What's important to note is that there are different levels of wealth that come with different baggage to them and leave people with a different outlook on the future. This is a bit of a generalization and won't cover everyone, but it is a reflection of what a large enough number of people go through.
Poverty has different shades to it. It's not just the people that have no place else to live but in the streets. It's those who could afford to live under a roof, those who at one time thought they could afford to raise a family. People who end up living day to day, never truly being sure if they could manage the next one.
Money, for them, is one of the most precious things possible. Because what happens when your child gets sick, and you can't afford medicine? What happens when a water pipe bursts, and you can't afford to fix it? What happens when you can't afford to pay the heating bill in the winter? Doom. Nothing short of it. And living with that, day after day, in that mentality, molds you into a way of life where there is nothing after tomorrow. There's no such thing as planning for the future, there's just surviving. If you stay there long enough, there's no coming out no matter how your financial situation changes. That's what you see very often from people winning big at the lottery. They have no framework for what to do with that money because they aren't conditioned to see past tomorrow. That's basically half our country. That's me for half my life.
When you go up a peg in wealth, you're in the situation where money really doesn't become the dominant factor, because you have enough of it so that it doesn't register as a desperate need. It's there. Like running water or indoor plumbing. Both are fantastic, marvelous, but if you grew up with them, they don't seem as fantastic as they would to someone that either had to contend with a smelly bucket in the winter, or dressing warmly and shoveling snow in the middle of the night just to get to the toilet.
It's in this level of wealth that chasing money doesn't make much sense, where you have the freedom to actualize and improve yourself, form relationships and grow as a person to the point where even if things start going bad, you're not trapped in the mindset of doom after tomorrow. You know there's a way out, you've seen it, you've been there. In that way, money does help you thrive. It lets you do what you want, what you are good at, what you can best help others as.
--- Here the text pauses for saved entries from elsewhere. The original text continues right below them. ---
use std::path::PathBuf;
use thiserror::Error;

#[derive(Error, Debug)]
pub enum TreeError {
    #[error("File not found: {0}")]
    FileNotFound(PathBuf),

    #[error("Failed to read file: {0}")]
    FileReadError(#[from] std::io::Error),

    #[error("Invalid tree document in {path}: {reason}")]
    InvalidFormat {
        path: PathBuf,
        reason: String,
    },

    #[error("Irreducible tree: no reduction rule applies to non-terminal '{label}'")]
    Irreducible {
        label: String,
    },

    #[error("Internal tree operation failed: {0}")]
    InternalError(String),
}

pub type TreeResult<T> = Result<T, TreeError>;
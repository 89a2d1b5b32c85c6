//! Terminal output formatting with colors
//!
//! Respects NO_COLOR, CLICOLOR, CLICOLOR_FORCE automatically.

use colored::Colorize;

/// Print error (red bold "error:" prefix) to stderr
pub fn error(msg: &(impl std::fmt::Display + ?Sized)) {
    eprintln!("{}: {}", "error".red().bold(), msg);
}

/// Print success status (green checkmark)
pub fn success(msg: &(impl std::fmt::Display + ?Sized)) {
    println!("{} {}", "✓".green(), msg);
}

/// Print section header (cyan bold)
pub fn header(msg: &(impl std::fmt::Display + ?Sized)) {
    println!("{}", msg.to_string().cyan().bold());
}

/// Print plain output (no color, for tree renderings)
pub fn info(msg: &(impl std::fmt::Display + ?Sized)) {
    println!("{}", msg);
}

/// Print prompt without newline (cyan)
pub fn prompt(msg: &(impl std::fmt::Display + ?Sized)) {
    use std::io::Write;
    print!("{} ", msg.to_string().cyan());
    std::io::stdout().flush().ok();
}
Then we get to the higher level of wealth. Here you basically have more money than you know what to do with. As I previously said, some people get here suddenly, unprepared, and just spend it all on frivolous things without any idea of what to actually do with it. Coming from the mindset that there is a day after tomorrow, that there is such a thing as a long term future will prepare you for what to do with such money. And in the best of cases it leads to people giving back to the community in the form of creating value for others. Businesses, jobs, investing in public infrastructure, sanitation, health, even charities. Because you're in a place where you realize that money won't bring you more happiness, but it can sure lessen the suffering of others. And that is a journey onto itself. But sometimes it doesn't. Sometimes you get people buying Buggati Veiron's in a country with no serious highway infrastructure. You get people who believe that showing others how wealthy you are is the only reason to have wealth.
At least that's my take on things. I've been slowly worming my way out of the first category over the past decade and a half, and I gotta say that not needing to worry about money is doing a lot more than helping me survive.